Before the Marmalade Cat: A Chapter in Automotive History – The PWM solenoid valve.
Before establishing The Marmalade Cat and dedicating our lives to printmaking, Norman Hunt’s career was rooted in the world of advanced research engineering.
In the late 1960s and 1970s, working with Associated Engineering Developments (AED), Hunt faced a major engineering challenge: how to make automatic vehicle transmissions shift smoothly by precisely controlling hydraulic fluid pressure electronically. At the time, electrical valves were strictly binary—they were either fully open or fully closed.
Hunt solved this by inventing a high-speed solenoid valve driven by a rapidly cycling electrical signal. By varying the “on” time of the pulses—a principle known as Pulse-Width Modulation (PWM)—a simple switch became a tool for flawless, proportional fluid control.
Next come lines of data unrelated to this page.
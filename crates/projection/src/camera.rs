//! Camera intrinsics and hardware profiles

use nalgebra::Matrix3;
use serde::{Deserialize, Serialize};

/// Device generation the UI runs on
#[derive(Debug, Clone, Copy, Default, PartialEq, Eq, Serialize, Deserialize)]
#[serde(rename_all = "snake_case")]
pub enum HardwareProfile {
    /// Desktop build without camera hardware
    #[default]
    Pc,
    /// Single road camera device
    Eon,
    /// Dual road camera device (narrow + wide)
    Tici,
}

impl HardwareProfile {
    /// Video zoom constant in pixels
    pub fn zoom(self) -> f32 {
        match self {
            HardwareProfile::Tici => 2912.8,
            _ => 2138.5,
        }
    }

    /// Vertical offset of the video centre on the framebuffer
    pub fn y_offset(self) -> f32 {
        match self {
            HardwareProfile::Eon => 0.0,
            _ => 150.0,
        }
    }

    /// Whether a wide road camera stream exists
    pub fn has_wide_camera(self) -> bool {
        matches!(self, HardwareProfile::Tici)
    }

    /// Whether a real camera is attached (video timeouts are expected otherwise)
    pub fn has_camera(self) -> bool {
        !matches!(self, HardwareProfile::Pc)
    }

    /// Sensor-specific divisor applied to the exposure ceiling
    pub fn exposure_divisor(self) -> f32 {
        match self {
            HardwareProfile::Tici => 6.0,
            _ => 1.0,
        }
    }

    /// Exposure value (gain * integration lines) treated as fully dark
    pub fn max_exposure(self) -> f32 {
        let (max_lines, max_gain) = match self {
            HardwareProfile::Eon => (5408.0, 1.0),
            _ => (1904.0, 10.0),
        };
        max_lines * max_gain / self.exposure_divisor()
    }
}

/// Road camera selection
#[derive(Debug, Clone, Copy, Default, PartialEq, Eq, Serialize, Deserialize)]
#[serde(rename_all = "snake_case")]
pub enum CameraVariant {
    #[default]
    Narrow,
    Wide,
}

/// Pinhole camera intrinsics
#[derive(Debug, Clone, Copy, PartialEq, Serialize, Deserialize)]
pub struct CameraIntrinsics {
    /// Focal length in x (pixels)
    pub fx: f32,
    /// Focal length in y (pixels)
    pub fy: f32,
    /// Principal point x (pixels)
    pub cx: f32,
    /// Principal point y (pixels)
    pub cy: f32,
}

impl CameraIntrinsics {
    /// Intrinsics of the given camera on the given hardware.
    ///
    /// Hardware without a wide camera always reports its road camera.
    pub fn for_camera(variant: CameraVariant, hardware: HardwareProfile) -> Self {
        match (hardware, variant) {
            (HardwareProfile::Eon, _) => Self {
                fx: 910.0,
                fy: 910.0,
                cx: 1164.0 / 2.0,
                cy: 874.0 / 2.0,
            },
            (_, CameraVariant::Narrow) => Self {
                fx: 2648.0,
                fy: 2648.0,
                cx: 1928.0 / 2.0,
                cy: 1208.0 / 2.0,
            },
            (_, CameraVariant::Wide) => Self {
                fx: 567.0,
                fy: 567.0,
                cx: 1928.0 / 2.0,
                cy: 1208.0 / 2.0,
            },
        }
    }

    /// 3x3 intrinsic matrix K
    pub fn matrix(&self) -> Matrix3<f32> {
        Matrix3::new(
            self.fx, 0.0, self.cx,
            0.0, self.fy, self.cy,
            0.0, 0.0, 1.0,
        )
    }
}
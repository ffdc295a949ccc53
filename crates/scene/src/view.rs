//! Read-only scene access for the renderer

use nalgebra::Matrix4;
use projection::Vertex;
use telemetry::messages::LateralControlKind;

use crate::config::{SceneConfig, UiSettings};
use crate::lead::LeadMarker;
use crate::scene::{Scene, SystemStatus};

const MS_TO_KPH: f32 = 3.6;
const MS_TO_MPH: f32 = 2.236_936_3;
const KPH_TO_MPH: f32 = 0.6225;

/// Cruise speed value meaning "not set"
const SET_SPEED_NA: f32 = 255.0;

/// Speed limits at or below this are not checked (km/h)
const MIN_CHECKED_LIMIT: f32 = 29.0;

/// Scene borrowed for one render pass
#[derive(Debug, Clone, Copy)]
pub struct SceneView<'a> {
    scene: &'a Scene,
    status: SystemStatus,
    settings: &'a UiSettings,
    config: &'a SceneConfig,
    frame_transform: Matrix4<f32>,
}

impl<'a> SceneView<'a> {
    pub fn new(
        scene: &'a Scene,
        status: SystemStatus,
        settings: &'a UiSettings,
        config: &'a SceneConfig,
        frame_transform: Matrix4<f32>,
    ) -> Self {
        Self {
            scene,
            status,
            settings,
            config,
            frame_transform,
        }
    }

    /// Full scene for fields without a dedicated accessor
    pub fn scene(&self) -> &'a Scene {
        self.scene
    }

    pub fn status(&self) -> SystemStatus {
        self.status
    }

    /// Clip-space transform for the video texture quad
    pub fn frame_transform(&self) -> &Matrix4<f32> {
        &self.frame_transform
    }

    /// Whether model geometry and leads can be drawn
    pub fn world_objects_visible(&self) -> bool {
        self.scene.world_objects_visible
    }

    pub fn lane_lines(&self) -> impl Iterator<Item = (&'a [Vertex], f32)> {
        let scene = self.scene;
        let g = &scene.geometry;
        g.lane_line_vertices
            .iter()
            .map(|v| v.as_slice())
            .zip(g.lane_line_probs.iter().copied())
    }

    pub fn road_edges(&self) -> impl Iterator<Item = (&'a [Vertex], f32)> {
        let scene = self.scene;
        let g = &scene.geometry;
        g.road_edge_vertices
            .iter()
            .map(|v| v.as_slice())
            .zip(g.road_edge_stds.iter().copied())
    }

    pub fn path(&self) -> &'a [Vertex] {
        self.scene.geometry.track_vertices.as_slice()
    }

    /// Lead markers to draw this frame
    pub fn leads(&self) -> impl Iterator<Item = &'a LeadMarker> {
        let scene = self.scene;
        scene.leads.drawable(self.config.lead_separation_m)
    }

    pub fn is_metric(&self) -> bool {
        self.settings.is_metric
    }

    /// Vehicle speed in display units, never negative
    pub fn display_speed(&self) -> f32 {
        let factor = if self.settings.is_metric {
            MS_TO_KPH
        } else {
            MS_TO_MPH
        };
        (self.scene.car.v_ego * factor).max(0.0)
    }

    /// Max cruise speed in display units, `None` while cruise is not set
    pub fn cruise_max_speed(&self) -> Option<f32> {
        let c = &self.scene.controls;
        let set = c.enabled && c.v_cruise != 0.0 && c.v_cruise != SET_SPEED_NA;
        if !set {
            return None;
        }
        Some(if self.settings.is_metric {
            c.v_cruise
        } else {
            c.v_cruise * KPH_TO_MPH
        })
    }

    /// Whether the vehicle is faster than the camera speed limit plus the
    /// configured tolerance
    pub fn over_speed_limit(&self) -> bool {
        let limit = self.scene.controls.limit_speed_camera;
        if limit <= MIN_CHECKED_LIMIT {
            return false;
        }
        let tolerance = (limit * 0.01 * self.settings.speed_limit_offset as f32).round();
        limit + tolerance + 1.0 < self.scene.car.v_ego * MS_TO_KPH
    }

    /// Blind-spot flags, both false unless the warning is enabled
    pub fn blind_spots(&self) -> (bool, bool) {
        if !self.settings.blind_spot_detect {
            return (false, false);
        }
        (self.scene.car.left_blindspot, self.scene.car.right_blindspot)
    }

    /// Active lateral controller and its output scale
    pub fn lateral_control(&self) -> (LateralControlKind, f32) {
        let controls = &self.scene.controls;
        (controls.lateral_control, controls.output_scale)
    }

    /// Whether the turn signal arrow is in its visible phase
    pub fn blinker_lit(&self) -> bool {
        let car = &self.scene.car;
        (car.left_blinker || car.right_blinker) && self.scene.blinker.lit()
    }
}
On 14 January 1972, Hunt filed the definitive patents for this breakthrough: UK Patent 1,414,301 (“Fluid control valves”) and UK Patent 1,382,331 (“Automatic transmission control systems”)
The Industry Crossroad
Though global automotive giants later built their modern electronic transmissions on this exact principle during the 1980s and 1990s, the concept originated in Hunt’s early 1970’s laboratory. Hunt was the progenitor of the PWM solenoid valve. Our archives hold the primary evidence of this timeline:
- 1971: A prototype of Norman Hunt’s “Autotrans” system was fitted to a vehicle and successfully demonstrated to engineers at BorgWarner and Spencer King of Triumph International.
- 1973: Full technical disclosures of the invention were formally provided to the leadership of BorgWarner, VW and BMW, together with the AED system built on their own platforms for them to evaluate.
Hunt left AED in 1979 to pursue a lifetime of creative collaboration in printmaking. Today, the PWM solenoid valve is a silent backbone of global industry, produced in the hundreds of millions for a myriad of purposes.
The Society of Automotive Historians in Britain (www.thesahb.com) recently published an article documenting this work, and we are currently working with automotive heritage archives to ensure this vital piece of British engineering history is permanently and correctly recorded.